__THE RECORDS__
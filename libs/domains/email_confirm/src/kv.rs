//! Key-value store adapter
//!
//! The confirmation subsystem owns no storage itself; it issues commands
//! against a shared, externally synchronized key-value service. `KvStore`
//! captures exactly the commands the subsystem uses, so tests can substitute
//! the in-memory implementation for a real Redis.

use async_trait::async_trait;
use std::collections::{BTreeMap, HashMap};
use std::sync::Arc;
use std::time::{Duration, Instant};
use tokio::sync::RwLock;

/// Error type for store operations
#[derive(Debug, thiserror::Error)]
pub enum KvError {
    #[error("redis error: {0}")]
    Redis(#[from] redis::RedisError),

    #[error("serialization error: {0}")]
    Serialization(#[from] serde_json::Error),
}

pub type KvResult<T> = Result<T, KvError>;

/// A single sorted-set insertion, used for batched writes
#[derive(Debug, Clone)]
pub struct ZAdd {
    pub key: String,
    pub member: String,
    pub score: f64,
}

impl ZAdd {
    pub fn new(key: impl Into<String>, member: impl Into<String>, score: f64) -> Self {
        Self {
            key: key.into(),
            member: member.into(),
            score,
        }
    }
}

/// The store commands issued by this subsystem
///
/// Expiry is passive: keys written with a TTL are treated as absent once the
/// TTL elapses. No implementation runs a background sweep.
#[async_trait]
pub trait KvStore: Send + Sync {
    /// Read a string key
    async fn get(&self, key: &str) -> KvResult<Option<String>>;

    /// Write a string key with a millisecond-precision TTL
    async fn set_px(&self, key: &str, value: &str, ttl: Duration) -> KvResult<()>;

    /// Delete keys; missing keys are ignored
    async fn del(&self, keys: &[String]) -> KvResult<()>;

    /// Remaining time to live, or `None` when the key is absent or has no
    /// expiry
    async fn pttl(&self, key: &str) -> KvResult<Option<Duration>>;

    /// Add or update a sorted-set member
    async fn zadd(&self, key: &str, member: &str, score: f64) -> KvResult<()>;

    /// Issue several sorted-set insertions as one batch
    async fn zadd_multi(&self, entries: &[ZAdd]) -> KvResult<()>;

    /// Remove a sorted-set member; missing members are ignored
    async fn zrem(&self, key: &str, member: &str) -> KvResult<()>;

    /// Score of a sorted-set member, or `None` when absent
    async fn zscore(&self, key: &str, member: &str) -> KvResult<Option<f64>>;

    /// All members of a sorted set with their scores, lowest score first
    async fn zrange_withscores(&self, key: &str) -> KvResult<Vec<(String, f64)>>;
}

#[derive(Default)]
struct Inner {
    strings: HashMap<String, (String, Option<Instant>)>,
    zsets: HashMap<String, BTreeMap<String, f64>>,
}

impl Inner {
    fn live_value(&self, key: &str) -> Option<&String> {
        match self.strings.get(key) {
            Some((_, Some(deadline))) if *deadline <= Instant::now() => None,
            Some((value, _)) => Some(value),
            None => None,
        }
    }
}

/// In-memory implementation of `KvStore` (for development/testing)
///
/// Expired string keys are treated as absent on read.
#[derive(Clone, Default)]
pub struct InMemoryKvStore {
    inner: Arc<RwLock<Inner>>,
}

impl InMemoryKvStore {
    pub fn new() -> Self {
        Self::default()
    }
}

#[async_trait]
impl KvStore for InMemoryKvStore {
    async fn get(&self, key: &str) -> KvResult<Option<String>> {
        let inner = self.inner.read().await;
        Ok(inner.live_value(key).cloned())
    }

    async fn set_px(&self, key: &str, value: &str, ttl: Duration) -> KvResult<()> {
        let mut inner = self.inner.write().await;
        inner.strings.insert(
            key.to_string(),
            (value.to_string(), Some(Instant::now() + ttl)),
        );
        Ok(())
    }

    async fn del(&self, keys: &[String]) -> KvResult<()> {
        let mut inner = self.inner.write().await;
        for key in keys {
            inner.strings.remove(key);
            inner.zsets.remove(key);
        }
        Ok(())
    }

    async fn pttl(&self, key: &str) -> KvResult<Option<Duration>> {
        let inner = self.inner.read().await;
        let now = Instant::now();
        Ok(match inner.strings.get(key) {
            Some((_, Some(deadline))) if *deadline > now => Some(*deadline - now),
            _ => None,
        })
    }

    async fn zadd(&self, key: &str, member: &str, score: f64) -> KvResult<()> {
        let mut inner = self.inner.write().await;
        inner
            .zsets
            .entry(key.to_string())
            .or_default()
            .insert(member.to_string(), score);
        Ok(())
    }

    async fn zadd_multi(&self, entries: &[ZAdd]) -> KvResult<()> {
        let mut inner = self.inner.write().await;
        for entry in entries {
            inner
                .zsets
                .entry(entry.key.clone())
                .or_default()
                .insert(entry.member.clone(), entry.score);
        }
        Ok(())
    }

    async fn zrem(&self, key: &str, member: &str) -> KvResult<()> {
        let mut inner = self.inner.write().await;
        if let Some(set) = inner.zsets.get_mut(key) {
            set.remove(member);
        }
        Ok(())
    }

    async fn zscore(&self, key: &str, member: &str) -> KvResult<Option<f64>> {
        let inner = self.inner.read().await;
        Ok(inner.zsets.get(key).and_then(|set| set.get(member)).copied())
    }

    async fn zrange_withscores(&self, key: &str) -> KvResult<Vec<(String, f64)>> {
        let inner = self.inner.read().await;
        let mut members: Vec<(String, f64)> = inner
            .zsets
            .get(key)
            .map(|set| set.iter().map(|(m, s)| (m.clone(), *s)).collect())
            .unwrap_or_default();
        members.sort_by(|a, b| a.1.partial_cmp(&b.1).unwrap_or(std::cmp::Ordering::Equal));
        Ok(members)
    }
}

__WHAT TO WORK ON__
Say how many lines above contain "type", and give no words besides the number.

__RESPONSE__
2